Despite the promising results, this study still has several limitations. Our sample size was relatively small; large-scale, multicenter data is needed to further assess the generalizability of our model. Second, incorporating multi-modal data into ML models maximizes the chances of discovering meaningful biomarkers37. Including vital signs, genetic data, and co-morbidities, along with EEG, may lead to more accurate biomarkers. Third, although the mean age of our study groups was different, the two populations overlapped in age (healthy controls = 65.5 6 ± 6.8 years and AD = 75.7 ± 7.5 years); additionally, this small difference in age is unlikely to be sufficient to explain the significant differences in these patients' EEGs. Finally, our pipeline was not validated on an external, independent dataset, doing so would increase the generalizability of our findings.
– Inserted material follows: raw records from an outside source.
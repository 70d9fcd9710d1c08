use ethers::types::Address;
use serde::{Deserialize, Serialize};
use std::fmt;

/// Advisor request status as stored by the oracle contract
#[derive(Debug, Clone, Copy, PartialEq, Eq, Serialize, Deserialize)]
pub enum RequestStatus {
    Pending,
    Processing,
    Completed,
    Failed,
}

impl TryFrom<u8> for RequestStatus {
    type Error = crate::Error;

    fn try_from(value: u8) -> Result<Self, Self::Error> {
        match value {
            0 => Ok(Self::Pending),
            1 => Ok(Self::Processing),
            2 => Ok(Self::Completed),
            3 => Ok(Self::Failed),
            other => Err(crate::Error::UnknownStatus(other)),
        }
    }
}

impl From<RequestStatus> for u8 {
    fn from(status: RequestStatus) -> Self {
        match status {
            RequestStatus::Pending => 0,
            RequestStatus::Processing => 1,
            RequestStatus::Completed => 2,
            RequestStatus::Failed => 3,
        }
    }
}

/// Pending unit of work read from the contract
#[derive(Debug, Clone, PartialEq, Eq)]
pub struct WorkItem {
    pub id: u64,
    pub requester: Address,
    pub question: String,
    pub context_payload: String,
    /// Unix seconds as recorded on chain
    pub submitted_at: u64,
    pub status: RequestStatus,
}

/// Request/response commitment digests (lowercase hex SHA-256)
#[derive(Debug, Clone, PartialEq, Eq, Serialize, Deserialize)]
pub struct CommitmentPair {
    pub request_digest: String,
    pub response_digest: String,
}

/// Signing scheme reported by the inference backend
#[derive(Debug, Clone, PartialEq, Eq)]
pub enum SigningAlgorithm {
    Ecdsa,
    Other(String),
}

impl SigningAlgorithm {
    pub fn as_str(&self) -> &str {
        match self {
            Self::Ecdsa => "ecdsa",
            Self::Other(name) => name,
        }
    }
}

impl From<String> for SigningAlgorithm {
    fn from(value: String) -> Self {
        if value.eq_ignore_ascii_case("ecdsa") {
            Self::Ecdsa
        } else {
            Self::Other(value)
        }
    }
}

impl From<SigningAlgorithm> for String {
    fn from(value: SigningAlgorithm) -> Self {
        value.as_str().to_string()
    }
}

impl fmt::Display for SigningAlgorithm {
    fn fmt(&self, f: &mut fmt::Formatter<'_>) -> fmt::Result {
        f.write_str(self.as_str())
    }
}

impl Serialize for SigningAlgorithm {
    fn serialize<S: serde::Serializer>(&self, serializer: S) -> Result<S::Ok, S::Error> {
        serializer.serialize_str(self.as_str())
    }
}

impl<'de> Deserialize<'de> for SigningAlgorithm {
    fn deserialize<D: serde::Deserializer<'de>>(deserializer: D) -> Result<Self, D::Error> {
        String::deserialize(deserializer).map(Self::from)
    }
}

/// Signature proof returned by the inference backend for one completion
#[derive(Debug, Clone, PartialEq, Eq, Serialize, Deserialize)]
pub struct SignedProof {
    /// Text the backend actually signed, when it reports one
    #[serde(default)]
    pub text: Option<String>,
    /// 0x-prefixed 65-byte r||s||v
    pub signature: String,
    pub signing_address: String,
    pub signing_algo: SigningAlgorithm,
}

/// Record written back to the contract for a completed request
#[derive(Debug, Clone, PartialEq, Eq, Serialize)]
pub struct VerificationRecord {
    pub work_item_id: u64,
    pub request_digest: String,
    pub response_digest: String,
    pub signature: String,
    pub signer_address: String,
    pub algorithm: SigningAlgorithm,
    pub attestation_blob: String,
    pub response_text: String,
}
Although our machine learning approach could be conceived of as conventional, the novelty in our approach is twofold: (1) “transparent” machine learning techniques as opposed to black box deep learning methods, and (2) preprocessing EEG signals in an automated manner to remove artifacts such that our results are reproducible, rigorous, and scalable. These two novel aspects allowed us to obtain proof of concept data in a relatively small sample size.

In summary, we explored the development of a fully automated discrimination process for AD based on brief epochs of resting-state EEG using low density channel montage, an end-to-end automated analysis pipeline for data preprocessing, and statistically guided feature extraction, leading to explainable ML classification with high accuracy. Therefore, this study presents a proof-of-concept for a scalable technology that could potentially be used to diagnose AD in clinical settings as an adjunct to conventional neuropsychological testing, thus enhancing efficiency, reproducibility, and practicality of AD diagnosis. Further evaluation and testing in larger data sets is required to further validate our results.